This administration collection of pages describes what to do when your cloud-plane tenant account has at least one pod in its fleet. This specific page right here mainly serves as the entry page to the administration collection. The collection includes pages about both day-1 and day-2 tasks in which you use the Horizon Universal Console to manage the pods you have onboarded to the Horizon Cloud control plane.


Capacity Page in the Horizon Universal Console depicting four pods

Your overall tenant environment consists of the VMware-hosted service and your fleet of pods appropriately deployed and connected to the service's control plane. To work with your pod fleet and the cloud-hosted management features that the control plane provides, you use the tenant environment's web-based administrative portal named the Horizon Universal Console, or the console for short. For an in-depth introduction to key concepts, see the page Introduction to the Service, Cloud Control Plane, Cloud-Connected Pods, and Related Concepts.

Your Pod Fleet

A tenant's pod fleet consists of one or more:

Horizon pods
These are pods based on Horizon Connection Server software.
Horizon Cloud pods
These are pods based on the VMware Horizon Cloud pod-manager technology specific for running in Microsoft Azure.

The information in this document describes how to use the Horizon Cloud capabilities after you have at least one pod in your tenant's pod fleet. For information on how to add your very first pod to your tenant, see the Deployment Guide's Deployments and Onboarding to Horizon Cloud for Microsoft Azure and Horizon Pods topic and its subtopics.

When You Read About a Feature Here and You Aren't Seeing It in Your Live Environment

Here are some reasons you might not see a feature in the console that you are expecting to see from reading about it in this documentation:

  • These documentation pages reflect the current release of the service and control plane. When you have pod components that are not yet updated to the currently supported release level and a feature depends on having the latest level, your live environment might not reflect what is described in this guide.
  • Also, in a particular release, Horizon Cloud might include separately licensed features. The Horizon Universal Console reflects the elements related to such features only when your license includes use of such features.
  • The service can have features that are only enabled by request on a per-tenant basis. Not all tenants will automatically see the same features.

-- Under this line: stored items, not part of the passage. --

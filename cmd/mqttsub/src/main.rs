//! mqttsub - subscribe to and publish on an MQTT broker.

use clap::{Parser, Subcommand};
use tracing_subscriber::EnvFilter;

mod commands;

use commands::{PubCommand, SubCommand};

/// mqttsub - a small MQTT 3.1.1 client.
///
/// Connects to a broker, keeps the session alive and reconnects with
/// backoff when the connection drops, replaying subscriptions.
///
/// Broker settings come from --config (YAML) when given; flags override
/// individual fields.
#[derive(Parser)]
#[command(name = "mqttsub")]
#[command(about = "MQTT subscribe/publish tool")]
#[command(version)]
pub struct Cli {
    /// Config file (YAML ClientConfig)
    #[arg(long, global = true)]
    pub config: Option<String>,

    /// Broker host [default: localhost]
    #[arg(long, global = true)]
    pub host: Option<String>,

    /// Broker port [default: 1883]
    #[arg(short = 'p', long, global = true)]
    pub port: Option<u16>,

    /// Keep-alive interval in seconds, 0 disables [default: 60]
    #[arg(short = 'k', long = "keep-alive", global = true)]
    pub keep_alive: Option<u16>,

    /// Client identifier (random when omitted)
    #[arg(short = 'i', long = "client-id", global = true)]
    pub client_id: Option<String>,

    /// Username
    #[arg(short = 'u', long, global = true)]
    pub username: Option<String>,

    /// Password
    #[arg(short = 'P', long, global = true, requires = "username")]
    pub password: Option<String>,

    /// Verbose output
    #[arg(short = 'v', long, global = true)]
    pub verbose: bool,

    #[command(subcommand)]
    pub command: Commands,
}

#[derive(Subcommand)]
pub enum Commands {
    /// Subscribe and print every message until Ctrl-C
    Sub(SubCommand),
    /// Publish a single message
    Pub(PubCommand),
}

#[tokio::main]
async fn main() -> anyhow::Result<()> {
    let cli = Cli::parse();

    let default_level = if cli.verbose { "debug" } else { "warn" };
    tracing_subscriber::fmt()
        .with_env_filter(
            EnvFilter::try_from_default_env().unwrap_or_else(|_| EnvFilter::new(default_level)),
        )
        .with_target(false)
        .with_writer(std::io::stderr)
        .init();

    match &cli.command {
        Commands::Sub(cmd) => cmd.run(&cli).await,
        Commands::Pub(cmd) => cmd.run(&cli).await,
    }
}
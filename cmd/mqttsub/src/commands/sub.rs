//! Subscribe command.

use std::io::Write;

use clap::Args;
use tracing::info;

use mqtt_session::Session;

use super::{load_config, parse_qos};
use crate::Cli;

/// Subscribe to one or more topic filters and print `<topic> <payload>`
/// for every message. Runs until Ctrl-C.
#[derive(Args)]
pub struct SubCommand {
    /// Topic filters (wildcards + and # allowed)
    #[arg(default_value = "test/topic")]
    topics: Vec<String>,

    /// Requested QoS (0 or 1)
    #[arg(short = 'q', long, default_value_t = 0)]
    qos: u8,
}

impl SubCommand {
    pub async fn run(&self, cli: &Cli) -> anyhow::Result<()> {
        let qos = parse_qos(self.qos)?;
        let config = load_config(cli)?;
        info!(addr = %config.addr(), client_id = %config.client_id, "connecting");

        let session = Session::connect(config).await?;
        let mut run = session.spawn();

        for topic in &self.topics {
            session
                .subscribe(topic, qos, |msg| {
                    let mut out = std::io::stdout().lock();
                    writeln!(out, "{} {}", msg.topic, String::from_utf8_lossy(&msg.payload))?;
                    Ok(())
                })
                .await?;
            info!(topic = %topic, "subscribed");
        }

        // The loop only stops on its own after a fatal error.
        let interrupted = tokio::select! {
            result = tokio::signal::ctrl_c() => {
                result?;
                true
            }
            result = &mut run => {
                result??;
                false
            }
        };

        if interrupted {
            info!("interrupted, disconnecting");
            session.disconnect().await?;
            run.await??;
        }
        Ok(())
    }
}
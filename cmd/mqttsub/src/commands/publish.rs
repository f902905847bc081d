//! Publish command.

use clap::Args;
use tracing::info;

use mqtt_session::Session;

use super::{load_config, parse_qos};
use crate::Cli;

/// Publish one message and disconnect.
///
/// With QoS 1 the command waits for the broker's PUBACK.
#[derive(Args)]
pub struct PubCommand {
    /// Topic name (no wildcards)
    #[arg(default_value = "test/topic")]
    topic: String,

    /// Message payload
    #[arg(short = 'm', long, default_value = "hello")]
    message: String,

    /// QoS (0 or 1)
    #[arg(short = 'q', long, default_value_t = 0)]
    qos: u8,

    /// Ask the broker to retain the message
    #[arg(short = 'r', long)]
    retain: bool,
}

impl PubCommand {
    pub async fn run(&self, cli: &Cli) -> anyhow::Result<()> {
        let qos = parse_qos(self.qos)?;
        let config = load_config(cli)?;

        let session = Session::connect(config).await?;
        let run = session.spawn();

        let result = session
            .publish_with_retain(&self.topic, self.message.clone(), qos, self.retain)
            .await;
        if result.is_ok() {
            info!(topic = %self.topic, ?qos, bytes = self.message.len(), "published");
        }

        // QoS 0 returns once queued; disconnecting lets the loop flush it.
        session.disconnect().await?;
        run.await??;
        Ok(result?)
    }
}
//! Common types for MQTT.

use std::fmt;

use serde::{Deserialize, Serialize};

/// MQTT Quality of Service level.
///
/// Only QoS 0 and 1 are supported; QoS 2 on the wire is a protocol error.
#[derive(Debug, Clone, Copy, PartialEq, Eq, Default, Hash, Serialize, Deserialize)]
#[repr(u8)]
pub enum QoS {
    /// At most once delivery (fire and forget).
    #[default]
    AtMostOnce = 0,
    /// At least once delivery (acknowledged delivery).
    AtLeastOnce = 1,
}

impl QoS {
    /// Decode a QoS level from its wire value.
    pub fn from_u8(v: u8) -> Option<Self> {
        match v {
            0 => Some(QoS::AtMostOnce),
            1 => Some(QoS::AtLeastOnce),
            _ => None,
        }
    }
}

impl TryFrom<u8> for QoS {
    type Error = u8;

    fn try_from(v: u8) -> Result<Self, Self::Error> {
        QoS::from_u8(v).ok_or(v)
    }
}

/// State of the session's connection to the broker.
#[derive(Debug, Clone, Copy, PartialEq, Eq, Default)]
pub enum ConnectionState {
    /// No transport.
    #[default]
    Disconnected,
    /// Handshake in progress.
    Connecting,
    /// CONNACK accepted, traffic flowing.
    Connected,
    /// Transport lost, backing off between reconnect attempts.
    Reconnecting,
    /// DISCONNECT requested, transport being closed.
    Disconnecting,
}

impl fmt::Display for ConnectionState {
    fn fmt(&self, f: &mut fmt::Formatter<'_>) -> fmt::Result {
        let s = match self {
            ConnectionState::Disconnected => "disconnected",
            ConnectionState::Connecting => "connecting",
            ConnectionState::Connected => "connected",
            ConnectionState::Reconnecting => "reconnecting",
            ConnectionState::Disconnecting => "disconnecting",
        };
        f.write_str(s)
    }
}

/// CONNACK return code (MQTT 3.1.1 section 3.2.2.3).
#[derive(Debug, Clone, Copy, PartialEq, Eq)]
pub enum ConnectReturnCode {
    Accepted,
    UnacceptableProtocolVersion,
    IdentifierRejected,
    ServerUnavailable,
    BadUsernameOrPassword,
    NotAuthorized,
}

impl ConnectReturnCode {
    pub fn from_u8(v: u8) -> Option<Self> {
        match v {
            0 => Some(ConnectReturnCode::Accepted),
            1 => Some(ConnectReturnCode::UnacceptableProtocolVersion),
            2 => Some(ConnectReturnCode::IdentifierRejected),
            3 => Some(ConnectReturnCode::ServerUnavailable),
            4 => Some(ConnectReturnCode::BadUsernameOrPassword),
            5 => Some(ConnectReturnCode::NotAuthorized),
            _ => None,
        }
    }

    pub fn to_u8(self) -> u8 {
        self as u8
    }
}

impl fmt::Display for ConnectReturnCode {
    fn fmt(&self, f: &mut fmt::Formatter<'_>) -> fmt::Result {
        let s = match self {
            ConnectReturnCode::Accepted => "accepted",
            ConnectReturnCode::UnacceptableProtocolVersion => "unacceptable protocol version",
            ConnectReturnCode::IdentifierRejected => "identifier rejected",
            ConnectReturnCode::ServerUnavailable => "server unavailable",
            ConnectReturnCode::BadUsernameOrPassword => "bad username or password",
            ConnectReturnCode::NotAuthorized => "not authorized",
        };
        f.write_str(s)
    }
}

#[cfg(test)]
mod tests {
    use super::*;

    #[test]
    fn test_qos_from_u8() {
        assert_eq!(QoS::from_u8(0), Some(QoS::AtMostOnce));
        assert_eq!(QoS::from_u8(1), Some(QoS::AtLeastOnce));
        assert_eq!(QoS::from_u8(2), None);
        assert_eq!(QoS::try_from(3u8), Err(3));
    }

    #[test]
    fn test_return_code_values() {
        for v in 0..=5u8 {
            assert_eq!(ConnectReturnCode::from_u8(v).unwrap().to_u8(), v);
        }
        assert!(ConnectReturnCode::from_u8(6).is_none());
    }
}
impl Publish {
    fn read(flags: u8, r: &mut Reader<'_>) -> Result<Self, CodecError> {
        let dup = flags & 0x08 != 0;
        let raw_qos = (flags >> 1) & 0x03;
        let qos = QoS::from_u8(raw_qos)
            .ok_or_else(|| CodecError::malformed(format!("unsupported publish qos {}", raw_qos)))?;
        let retain = flags & 0x01 != 0;

        if qos == QoS::AtMostOnce && dup {
            return Err(CodecError::malformed("dup flag set on qos 0 publish"));
        }

        let topic = r.string("topic")?.to_string();
        if topic.contains(['+', '#']) {
            return Err(CodecError::malformed(format!("wildcard in topic name {:?}", topic)));
        }

        let pkid = match qos {
            QoS::AtMostOnce => 0,
            QoS::AtLeastOnce => read_pkid(r)?,
        };

        let payload = Bytes::copy_from_slice(r.rest());

        Ok(Publish {
            topic,
            payload,
            qos,
            retain,
            dup,
            pkid,
        })
    }

    fn write(&self, buf: &mut BytesMut) -> Result<usize, CodecError> {
        let mut flags = (self.qos as u8) << 1;
        if self.dup {
            flags |= 0x08;
        }
        if self.retain {
            flags |= 0x01;
        }

        let mut pos = write_fixed_header(buf, PacketType::Publish, flags, self.remaining_length())?;
        pos += write_string(buf, &self.topic)?;

        if self.qos != QoS::AtMostOnce {
            if self.pkid == 0 {
                return Err(CodecError::malformed("qos 1 publish without packet identifier"));
            }
            buf.put_u16(self.pkid);
            pos += 2;
        }

        buf.put_slice(&self.payload);
        pos += self.payload.len();

        Ok(pos)
    }

    fn remaining_length(&self) -> usize {
        let mut len = 2 + self.topic.len() + self.payload.len();
        if self.qos != QoS::AtMostOnce {
            len += 2;
        }
        len
    }
}
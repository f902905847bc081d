//! MQTT 3.1.1 session client.
//!
//! A [`Session`] keeps one connection to a broker alive: it performs the
//! CONNECT/CONNACK handshake, sends keep-alive pings, delivers QoS 0 and
//! QoS 1 publishes, routes incoming messages through a [`ServeMux`] and
//! reconnects with exponential backoff, replaying every subscription.
//!
//! # Example
//!
//! ```no_run
//! use mqtt_session::{ClientConfig, QoS, Session};
//!
//! #[tokio::main]
//! async fn main() -> anyhow::Result<()> {
//!     let config = ClientConfig::new("localhost", 1883).with_keep_alive(60);
//!     let session = Session::connect(config).await?;
//!     let run = session.spawn();
//!
//!     session
//!         .subscribe("test/topic", QoS::AtMostOnce, |msg| {
//!             println!("{} {}", msg.topic, String::from_utf8_lossy(&msg.payload));
//!             Ok(())
//!         })
//!         .await?;
//!
//!     tokio::signal::ctrl_c().await?;
//!     session.disconnect().await?;
//!     run.await??;
//!     Ok(())
//! }
//! ```

pub mod backoff;
pub mod config;
mod error;
pub mod pending;
pub mod protocol;
mod serve_mux;
mod session;
pub mod topic;
mod transport;
mod trie;
mod types;

pub use config::{ClientConfig, ReconnectConfig, TlsConfig};
pub use error::{Error, Result};
pub use serve_mux::{Handler, HandlerFunc, Message, ServeMux, handler_fn};
pub use session::{Dialer, Session, Subscription};
pub use transport::Transport;
pub use trie::Trie;
pub use types::{ConnectReturnCode, ConnectionState, QoS};

/// Re-export commonly used items
pub mod prelude {
    pub use crate::{
        ClientConfig, ConnectionState, Dialer, Error, Handler, Message, QoS, ReconnectConfig,
        Result, ServeMux, Session,
    };
}
//! The broker session.
//!
//! A [`Session`] owns one connection to the broker. [`Session::run`] is the
//! only reader of the socket; it multiplexes inbound packets, the outbound
//! request queue and the keep-alive timer, and reconnects with exponential
//! backoff when the transport fails. Callers publish and subscribe from any
//! task through cheap clones of the session.

use std::fmt;
use std::io;
use std::sync::Arc;
use std::time::Duration;

use bytes::{Bytes, BytesMut};
use parking_lot::Mutex;
use tokio::io::{AsyncWriteExt, ReadHalf, WriteHalf};
use tokio::sync::{mpsc, oneshot, watch};
use tokio::task::JoinHandle;
use tokio::time::{self, Instant};
use tokio_util::sync::CancellationToken;
use tracing::{debug, error, info, trace, warn};

use crate::backoff::Backoff;
use crate::config::ClientConfig;
use crate::error::{Error, Result};
use crate::pending::{Ack, AckKind, PendingAcks, PendingState};
use crate::protocol::{
    Connect, Packet, PubAck, Publish, Subscribe, SubscribeFilter, SubscribeReturnCode, Unsubscribe,
    read_packet, write_packet,
};
use crate::serve_mux::{Handler, Message, ServeMux, handler_fn};
use crate::topic;
use crate::transport::Transport;
use crate::types::{ConnectReturnCode, ConnectionState, QoS};

/// An active subscription as the session will replay it after a reconnect.
#[derive(Debug, Clone, PartialEq, Eq)]
pub struct Subscription {
    pub filter: String,
    pub qos: QoS,
}

type ConnectionUpFn = Box<dyn Fn() + Send + Sync>;
type ConnectionLostFn = Box<dyn Fn(&Error) + Send + Sync>;

/// Builds a [`Session`]: configuration plus optional mux and observers.
pub struct Dialer {
    config: ClientConfig,
    serve_mux: Option<Arc<ServeMux>>,
    on_connection_up: Option<ConnectionUpFn>,
    on_connection_lost: Option<ConnectionLostFn>,
}

impl Dialer {
    pub fn new(config: ClientConfig) -> Self {
        Self {
            config,
            serve_mux: None,
            on_connection_up: None,
            on_connection_lost: None,
        }
    }

    /// Dispatch through an existing mux instead of a fresh one.
    pub fn with_serve_mux(mut self, mux: Arc<ServeMux>) -> Self {
        self.serve_mux = Some(mux);
        self
    }

    /// Called after every successful CONNACK, including reconnects.
    pub fn with_on_connection_up<F>(mut self, f: F) -> Self
    where
        F: Fn() + Send + Sync + 'static,
    {
        self.on_connection_up = Some(Box::new(f));
        self
    }

    /// Called with the cause whenever an established connection drops.
    pub fn with_on_connection_lost<F>(mut self, f: F) -> Self
    where
        F: Fn(&Error) + Send + Sync + 'static,
    {
        self.on_connection_lost = Some(Box::new(f));
        self
    }

    /// Connect to the broker and complete the CONNECT/CONNACK handshake.
    pub async fn dial(self) -> Result<Session> {
        self.config.validate()?;

        let (outbound_tx, outbound_rx) = mpsc::channel(self.config.outbound_capacity);
        let session = Session {
            inner: Arc::new(Inner {
                mux: self.serve_mux.unwrap_or_default(),
                state: watch::Sender::new(ConnectionState::Disconnected),
                running: watch::Sender::new(false),
                subscriptions: Mutex::new(Vec::new()),
                pending: PendingAcks::new(),
                conn: Mutex::new(None),
                reader: Mutex::new(None),
                outbound_tx,
                outbound_rx: Mutex::new(Some(outbound_rx)),
                cancel: CancellationToken::new(),
                on_connection_up: self.on_connection_up,
                on_connection_lost: self.on_connection_lost,
                config: self.config,
            }),
        };

        session.set_state(ConnectionState::Connecting);
        if let Err(e) = session.establish().await {
            session.set_state(ConnectionState::Disconnected);
            let addr = session.inner.config.addr();
            return Err(match e {
                e if e.is_transport() => Error::Connect(format!("{}: {}", addr, e)),
                e => e,
            });
        }
        Ok(session)
    }
}

/// One side of the socket plus the bytes read but not yet decoded.
struct ReadState {
    reader: ReadHalf<Transport>,
    buf: BytesMut,
}

/// The write side of one established connection.
struct Connection {
    writer: tokio::sync::Mutex<WriteHalf<Transport>>,
    keep_alive: Option<Duration>,
    write_timeout: Duration,
    last_sent: Mutex<Instant>,
}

When you read about a feature in the Horizon Cloud documentation and you are not seeing it in your environment, file a support request as described in VMware KB article 2006985.

Revision History for these Administrative Topics

This documentation set of topics is updated with each release of the product or when necessary. For the set of significant revisions made to date, see Revision History — Changelog.

Intended Audience

This document is intended for experienced IT system administrators who are familiar with virtual machine technology and datacenter operations.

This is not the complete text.